Open Windows Into Your Students' Souls
From the December 2002 AAHEBulletin.com
After years spent trying, and often failing, to get my students to write about assigned readings, I have discovered a new tool that can entice even the most reluctant student into doing the required personal writing - online journaling. Instead of lugging around dog-eared notebooks, my students journal in open forums that they all read - very much like the original net bulletin boards.
Currently I use Blackboard, a commercial program for designing online courses, but I have successfully used the free forums available through email providers such as Delphi and Hotmail. For more information, see Forums below.
I make a community from all the students enrolled in one course, no matter how many sections of it I have. Each student has to post 20 substantial entries during the semester, and 10 of these must relate to the literature they are wading through. This is normal enough for any journal assignment, and if that was the only difference I made, there would be no greater transparency into their real thoughts and lives - in fact, there might be less, given that all the students enrolled in that course would be reading everyone else's comments.
The window into their souls is the fact that I request them to post anonymously, but signing off each message with a "secret identity" revealed only to me. In this fashion, like in a chat room, they have a safety shield to cover them, and I find the most honest expressions then come forth as they dialogue with each other.

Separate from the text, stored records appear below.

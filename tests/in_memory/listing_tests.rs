//! Listing behaviour across owners, filters and pages.

use super::helpers::{App, app};
use rstest::rstest;
use taskboard::task::domain::{
    RawTaskFilters, SortDirection, TaskFilters, TaskPriority, TaskSort, TaskSortField,
};
use taskboard::task::services::{CreateTaskRequest, TaskServiceError};
use taskboard::user::UserId;

#[rstest]
#[tokio::test(flavor = "multi_thread")]
async fn owner_listing_counts_only_owner_tasks(app: App) {
    let alice = UserId::new();
    let bob = UserId::new();
    app.seed_tasks(alice, 15).await;
    app.seed_tasks(bob, 5).await;

    let page = app
        .tasks
        .list_tasks(TaskFilters::new(), TaskSort::default(), Some(alice))
        .await
        .expect("listing should succeed");

    assert_eq!(page.total, 15);
    assert_eq!(page.per_page, 10);
    assert_eq!(page.page, 1);
    assert_eq!(page.items.len(), 10);
    assert_eq!(page.last_page(), 2);
}

#[rstest]
#[tokio::test(flavor = "multi_thread")]
async fn explicit_page_size_pages_the_full_set(app: App) {
    let owner = UserId::new();
    app.seed_tasks(owner, 30).await;

    let page = app
        .tasks
        .list_tasks(
            TaskFilters::new().with_per_page(5).with_page(6),
            TaskSort::default(),
            None,
        )
        .await
        .expect("listing should succeed");

    assert_eq!(page.total, 30);
    assert_eq!(page.items.len(), 5);
    assert_eq!(page.last_page(), 6);
    assert!(!page.has_more_pages());
}

#[rstest]
#[tokio::test(flavor = "multi_thread")]
async fn pages_beyond_the_last_are_empty(app: App) {
    let owner = UserId::new();
    app.seed_tasks(owner, 3).await;

    let page = app
        .tasks
        .list_tasks(TaskFilters::new().with_page(9), TaskSort::default(), None)
        .await
        .expect("listing should succeed");

    assert_eq!(page.total, 3);
    assert!(page.items.is_empty());
}

#[rstest]
#[tokio::test(flavor = "multi_thread")]
async fn raw_parameters_drive_filtered_sorted_listing(app: App) {
    let owner = UserId::new();
    for (title, priority) in [
        ("backup", TaskPriority::Medium),
        ("outage", TaskPriority::Urgent),
        ("typo", TaskPriority::Low),
        ("billing", TaskPriority::Urgent),
    ] {
        app.tasks
            .create_task(owner, CreateTaskRequest::new(title).with_priority(priority))
            .await
            .expect("task creation should succeed");
    }

    let filters = TaskFilters::try_from(RawTaskFilters {
        priority: Some("urgent".to_owned()),
        completed: Some("no".to_owned()),
        ..RawTaskFilters::default()
    })
    .expect("raw filters should convert");
    let sort = TaskSort::parse(Some("title"), Some("asc")).expect("sort should parse");

    let titles: Vec<String> = app
        .tasks
        .list_tasks(filters, sort, Some(owner))
        .await
        .expect("listing should succeed")
        .items
        .iter()
        .map(|task| task.title().as_str().to_owned())
        .collect();

    assert_eq!(titles, ["billing", "outage"]);
}

#[rstest]
#[tokio::test(flavor = "multi_thread")]
async fn priority_descending_puts_urgent_first(app: App) {
    let owner = UserId::new();
    for priority in TaskPriority::ALL {
        app.tasks
            .create_task(
                owner,
                CreateTaskRequest::new(priority.as_str()).with_priority(priority),
            )
            .await
            .expect("task creation should succeed");
    }

    let page = app
        .tasks
        .list_tasks(
            TaskFilters::new(),
            TaskSort::by(TaskSortField::Priority, SortDirection::Desc),
            Some(owner),
        )
        .await
        .expect("listing should succeed");
    let priorities: Vec<TaskPriority> = page.items.iter().map(|task| task.priority()).collect();

    assert_eq!(
        priorities,
        [
            TaskPriority::Urgent,
            TaskPriority::High,
            TaskPriority::Medium,
            TaskPriority::Low
        ]
    );
}

#[rstest]
#[case::zero_page(TaskFilters::new().with_page(0))]
#[case::zero_size(TaskFilters::new().with_per_page(0))]
#[tokio::test(flavor = "multi_thread")]
async fn empty_page_windows_are_rejected(app: App, #[case] filters: TaskFilters) {
    let result = app
        .tasks
        .list_tasks(filters, TaskSort::default(), None)
        .await;

    assert!(matches!(result, Err(TaskServiceError::Repository(_))));
}
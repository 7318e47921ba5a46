//! Adapter implementations of the task ports.

pub mod channel;
pub mod memory;
pub mod postgres;
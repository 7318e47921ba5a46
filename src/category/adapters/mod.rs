//! Adapter implementations of the category ports.

pub mod memory;
pub mod postgres;
//! When steps for task completion BDD scenarios.

use super::world::{TaskCompletionWorld, run_async};
use rstest_bdd_macros::when;
use taskboard::task::{domain::TaskStatus, services::UpdateTaskRequest};
use taskboard::user::UserId;

fn record_update(
    world: &mut TaskCompletionWorld,
    request: UpdateTaskRequest,
    owner: UserId,
) -> Result<(), eyre::Report> {
    let id = world.task()?.id();
    let result = run_async(world.service.update_task(id, request, Some(owner)));
    if let Ok(ref updated) = result {
        world.task = Some(updated.clone());
    }
    world.last_update = Some(result);
    Ok(())
}

fn status_request(status: &str) -> Result<UpdateTaskRequest, eyre::Report> {
    let parsed = TaskStatus::try_from(status)
        .map_err(|err| eyre::eyre!("invalid status in scenario: {err}"))?;
    Ok(UpdateTaskRequest::new().with_status(parsed))
}

#[when(r#"the owner changes the task status to "{status}""#)]
fn owner_changes_status(
    world: &mut TaskCompletionWorld,
    status: String,
) -> Result<(), eyre::Report> {
    let request = status_request(&status)?;
    let owner = world.owner;
    record_update(world, request, owner)
}

#[when("the owner ticks the completed box")]
fn owner_ticks_completed(world: &mut TaskCompletionWorld) -> Result<(), eyre::Report> {
    let request = world
        .service
        .apply_completed_flag(UpdateTaskRequest::new(), true);
    let owner = world.owner;
    record_update(world, request, owner)
}

#[when(r#"another user changes the task status to "{status}""#)]
fn another_user_changes_status(
    world: &mut TaskCompletionWorld,
    status: String,
) -> Result<(), eyre::Report> {
    let request = status_request(&status)?;
    record_update(world, request, UserId::new())
}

Of course there are ground rules: no profanity and no nastiness (and they must write as in a journal, not in the abbreviated form we all use in instant messages or email). For the most part I try to keep the entire assignment, in Peter Elbow's term, "judgment-free"; I respect what they write and it's never corrected.
Those who are crude or rude find themselves bounced out of the community, and then they aren't allowed to complete the points for the assignment. (I remove the offensive postings and give one direct-to-the-culprit warning.) This is not hard to monitor, as I can skim through all the new postings in just a few minutes a day.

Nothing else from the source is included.